Why is this recession so deep, and what can be done to reverse it?

Hint: Go back about 50 years, when America's middle class was expanding and the economy was soaring. Paychecks were big enough to allow us to buy all the goods and services we produced. It was a virtuous circle. Good pay meant more purchases, and more purchases meant more jobs.

At the center of this virtuous circle were unions. In 1955, more than a third of working Americans belonged to one. Unions gave them the bargaining leverage they needed to get the paychecks that kept the economy going. So many Americans were unionized that wage agreements spilled over to nonunionized workplaces as well. Employers knew that they had to match union wages to compete for workers and to recruit the best ones.

Better wages

Fast forward to a new century. Now, fewer than 8 percent of private-sector workers are unionized. Corporate opponents argue that Americans no longer want unions.

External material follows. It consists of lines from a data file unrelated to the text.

//! Compiled-in content: the seed gallery and default studio singletons.
//!
//! The seed projects guarantee the public gallery is never empty before
//! any admin content exists, and the default singletons let the site
//! render on a fresh install with no remote store and no local snapshot.

use crate::content::{AboutInfo, ContactInfo, Project};
use crate::localized::Localized;

/// Ids of the compiled-in seed projects all start with this prefix, which
/// keeps them distinguishable from store-generated document ids.
pub const SEED_ID_PREFIX: &str = "p";

/// The three projects every install starts with.
pub fn seed_projects() -> Vec<Project> {
    vec![
        Project {
            id: "p1".to_string(),
            title: Localized::plain("Luxury Villa"),
            category: Localized::plain("Architecture"),
            location: "Riyadh, KSA".to_string(),
            year: "2023".to_string(),
            description: Localized::new(
                "A modern luxury villa blending traditional elements with contemporary design.",
                "فيلا فاخرة حديثة تمزج بين العناصر التقليدية والتصميم المعاصر.",
                "Geleneksel unsurları çağdaş tasarımla harmanlayan modern lüks bir villa.",
            ),
            cover_image:
                "https://images.unsplash.com/photo-1600596542815-27b88e31e640?q=80&w=2000&auto=format&fit=crop"
                    .to_string(),
            ..Project::default()
        },
        Project {
            id: "p2".to_string(),
            title: Localized::plain("Urban Loft"),
            category: Localized::plain("Interior"),
            location: "Dubai, UAE".to_string(),
            year: "2024".to_string(),
            description: Localized::new(
                "Open concept loft design maximizing natural light and space.",
                "تصميم علوي مفتوح يعزز الإضاءة الطبيعية والمساحة.",
                "Doğal ışığı ve mekanı maksimize eden açık konsept loft tasarımı.",
            ),
            cover_image:
                "https://images.unsplash.com/photo-1600607687939-ce8a6c25118c?q=80&w=2000&auto=format&fit=crop"
                    .to_string(),
            ..Project::default()
        },
        Project {
            id: "p3".to_string(),
            title: Localized::plain("Modern Office"),
            category: Localized::plain("Interior"),
            location: "Doha, Qatar".to_string(),
            year: "2022".to_string(),
            description: Localized::new(
                "Corporate headquarters designed for collaboration and productivity.",
                "مقر شركة مصمم لتعزيز التعاون والإنتاجية.",
                "İşbirliği ve üretkenlik için tasarlanmış kurumsal merkez.",
            ),
            cover_image:
                "https://images.unsplash.com/photo-1497366216548-37526070297c?q=80&w=2000&auto=format&fit=crop"
                    .to_string(),
            ..Project::default()
        },
    ]
}

/// The studio identity shown until an admin saves their own.
pub fn default_about() -> AboutInfo {
    AboutInfo {
        name: Localized::new("Mariam Al-Haidari", "مريم الحيدري", "Mariam Al-Haidari"),
        bio: Localized::new(
            "An architect obsessed with the 'Why' before the 'How'.",
            "مهندسة معمارية مهووسة بـ 'اللماذا' قبل 'الكيف'.",
            "Mimarlığın 'Nasıl'ından önce 'Neden'ine odaklanan bir mimar.",
        ),
        philosophy: Localized::new(
            "Minimal intervention for maximum impact.",
            "التدخل الأدنى للأثر الأقصى.",
            "Maksimum etki için minimum müdahale.",
        ),
        statement: Localized::new(
            "Architecture is about meaning.",
            "العمارة تتعلق بالمعنى.",
            "Mimarlık anlamla ilgilidir.",
        ),
        profile_image:
            "https://images.unsplash.com/photo-1573496359142-b8d87734a5a2?q=80&w=800&auto=format&fit=crop"
                .to_string(),
        resume_url: String::new(),
        ..AboutInfo::default()
    }
}

/// The contact card shown until an admin saves their own.
pub fn default_contact() -> ContactInfo {
    ContactInfo {
        phone: "+966 50 000 0000".to_string(),
        email: "studio@arc-elite.com".to_string(),
        instagram: "@arc.studio".to_string(),
        address: Localized::new(
            "Riyadh, Saudi Arabia",
            "الرياض، المملكة العربية السعودية",
            "Riyad, Suudi Arabistan",
        ),
    }
}
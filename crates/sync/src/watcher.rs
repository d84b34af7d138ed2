//! Background watcher that keeps content in step with the remote store.
//!
//! [`ContentWatcher`] polls the `projects` and `general` collections and
//! hands each snapshot to the coordinator, which replaces state and
//! writes through to the local store. A failed poll is logged and
//! skipped: the stream simply stalls and the last known state stays
//! authoritative until the next tick succeeds. The loop exits when the
//! provided [`CancellationToken`] is cancelled.

use std::sync::Arc;
use std::time::Duration;

use tokio_util::sync::CancellationToken;

use atelier_store::remote::{COLLECTION_GENERAL, COLLECTION_PROJECTS};

use crate::coordinator::SyncCoordinator;

/// How often the watcher polls the remote collections.
const POLL_INTERVAL: Duration = Duration::from_secs(30);

/// Background service that mirrors remote snapshots into the coordinator.
pub struct ContentWatcher {
    coordinator: Arc<SyncCoordinator>,
}

impl ContentWatcher {
    /// Spawn the watcher task.
    ///
    /// Returns `None` without spawning anything when the coordinator is
    /// offline; there is nothing to watch.
    pub fn spawn(
        coordinator: Arc<SyncCoordinator>,
        cancel: CancellationToken,
    ) -> Option<tokio::task::JoinHandle<()>> {
        coordinator.remote()?;
        let watcher = Self { coordinator };
        Some(tokio::spawn(watcher.run(cancel)))
    }

    /// Run the poll loop. The first tick fires immediately so a freshly
    /// started server converges on remote content without waiting a full
    /// interval.
    async fn run(self, cancel: CancellationToken) {
        let mut interval = tokio::time::interval(POLL_INTERVAL);

        loop {
            tokio::select! {
                _ = cancel.cancelled() => {
                    tracing::info!("Content watcher cancelled");
                    break;
                }
                _ = interval.tick() => {
                    self.poll().await;
                }
            }
        }
    }

    /// Fetch both collections and apply whatever succeeds. Each fetch
    /// failure is logged independently; one collection stalling must not
    /// stall the other.
    async fn poll(&self) {
        let Some(remote) = self.coordinator.remote() else {
            return;
        };

        match remote.list(COLLECTION_PROJECTS).await {
            Ok(documents) => self.coordinator.apply_projects_snapshot(documents).await,
            Err(e) => {
                tracing::warn!(error = %e, "Projects poll failed, keeping last known state");
            }
        }

        match remote.list(COLLECTION_GENERAL).await {
            Ok(documents) => self.coordinator.apply_general_snapshot(documents).await,
            Err(e) => {
                tracing::warn!(error = %e, "General poll failed, keeping last known state");
            }
        }
    }
}
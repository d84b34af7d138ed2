//! Durable key-value snapshot store.
//!
//! [`LocalStore`] holds the last-known-good copy of every synchronized
//! entity as one JSON file per key under a data directory. It is the only
//! persistence in offline mode and the write-through cache in online
//! mode. A missing or malformed file reads as "no snapshot" so the caller
//! can fall back to compiled-in defaults; it must never fail a request.

use std::fs;
use std::path::{Path, PathBuf};

use serde::de::DeserializeOwned;
use serde::Serialize;

use crate::error::StoreError;

// ---------------------------------------------------------------------------
// Keys
// ---------------------------------------------------------------------------

/// Snapshot of the full projects list.
pub const KEY_PROJECTS: &str = "arc_projects";

/// Snapshot of the `general/about` singleton.
pub const KEY_ABOUT: &str = "arc_about";

/// Snapshot of the `general/contact` singleton.
pub const KEY_CONTACT: &str = "arc_contact";

/// Snapshot of the `general/theme` singleton.
pub const KEY_THEME: &str = "arc_theme";

/// Prefix for the per-project review keys used when no remote store is
/// configured.
pub const COMMENTS_KEY_PREFIX: &str = "comments_";

/// Key holding the offline reviews of one project.
pub fn comments_key(project_id: &str) -> String {
    format!("{COMMENTS_KEY_PREFIX}{project_id}")
}

// ---------------------------------------------------------------------------
// LocalStore
// ---------------------------------------------------------------------------

/// File-backed key-value store, one `<key>.json` per key.
#[derive(Debug, Clone)]
pub struct LocalStore {
    dir: PathBuf,
}

impl LocalStore {
    /// Open (creating if needed) a store rooted at `dir`.
    pub fn open(dir: impl Into<PathBuf>) -> Result<Self, StoreError> {
        let dir = dir.into();
        fs::create_dir_all(&dir)?;
        Ok(Self { dir })
    }

    /// Load and deserialize the value stored under `key`.
    ///
    /// Returns `None` when the key is absent or the payload does not
    /// parse; a malformed snapshot is logged and treated as absent rather
    /// than surfaced as an error.
    pub fn load<T: DeserializeOwned>(&self, key: &str) -> Option<T> {
        let path = self.key_path(key);
        let raw = match fs::read_to_string(&path) {
            Ok(raw) => raw,
            Err(e) if e.kind() == std::io::ErrorKind::NotFound => return None,
            Err(e) => {
                tracing::warn!(key, error = %e, "Failed to read local snapshot");
                return None;
            }
        };

        match serde_json::from_str(&raw) {
            Ok(value) => Some(value),
            Err(e) => {
                tracing::warn!(key, error = %e, "Malformed local snapshot, treating as absent");
                None
            }
        }
    }

    /// Serialize `value` and overwrite the snapshot under `key`.
    ///
    /// Writes to a temporary file in the same directory and renames it
    /// into place so readers never observe a half-written snapshot.
    pub fn save<T: Serialize>(&self, key: &str, value: &T) -> Result<(), StoreError> {
        let json = serde_json::to_string_pretty(value)
            .map_err(|e| StoreError::Malformed(e.to_string()))?;

        let tmp = self.dir.join(format!(".{key}.tmp"));
        fs::write(&tmp, json)?;
        fs::rename(&tmp, self.key_path(key))?;
        Ok(())
    }

    /// Delete the snapshot under `key`. Removing an absent key is not an
    /// error.
    pub fn remove(&self, key: &str) -> Result<(), StoreError> {
        match fs::remove_file(self.key_path(key)) {
            Ok(()) => Ok(()),
            Err(e) if e.kind() == std::io::ErrorKind::NotFound => Ok(()),
            Err(e) => Err(e.into()),
        }
    }

    /// All stored keys starting with `prefix`, in no particular order.
    /// Used to gather the `comments_*` keys for offline review moderation.
    pub fn keys_with_prefix(&self, prefix: &str) -> Vec<String> {
        let entries = match fs::read_dir(&self.dir) {
            Ok(entries) => entries,
            Err(e) => {
                tracing::warn!(error = %e, "Failed to list local store directory");
                return Vec::new();
            }
        };

        entries
            .filter_map(|entry| entry.ok())
            .filter_map(|entry| {
                let name = entry.file_name().into_string().ok()?;
                let key = name.strip_suffix(".json")?;
                (key.starts_with(prefix) && !key.starts_with('.')).then(|| key.to_string())
            })
            .collect()
    }

    fn key_path(&self, key: &str) -> PathBuf {
        self.dir.join(format!("{key}.json"))
    }

    /// Directory the snapshots live in.
    pub fn dir(&self) -> &Path {
        &self.dir
    }
}

// ---------------------------------------------------------------------------
// Tests
// ---------------------------------------------------------------------------
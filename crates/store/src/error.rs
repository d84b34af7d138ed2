#[derive(Debug, thiserror::Error)]
pub enum StoreError {
    #[error("Remote store request failed: {0}")]
    Request(#[from] reqwest::Error),

    #[error("Remote store rejected the operation: {status}: {message}")]
    Rejected { status: u16, message: String },

    #[error("Malformed document: {0}")]
    Malformed(String),

    #[error("Local store I/O failed: {0}")]
    Io(#[from] std::io::Error),
}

But public opinion surveys, such as a comprehensive poll that Peter D. Hart Research Associates conducted in 2006, suggest that a majority of workers would like to have a union to bargain for better wages, benefits and working conditions. So there must be some other reason for this dramatic decline.

But put that question aside for a moment. One point is clear: Smaller numbers of unionized workers mean less bargaining power, and less bargaining power results in lower wages.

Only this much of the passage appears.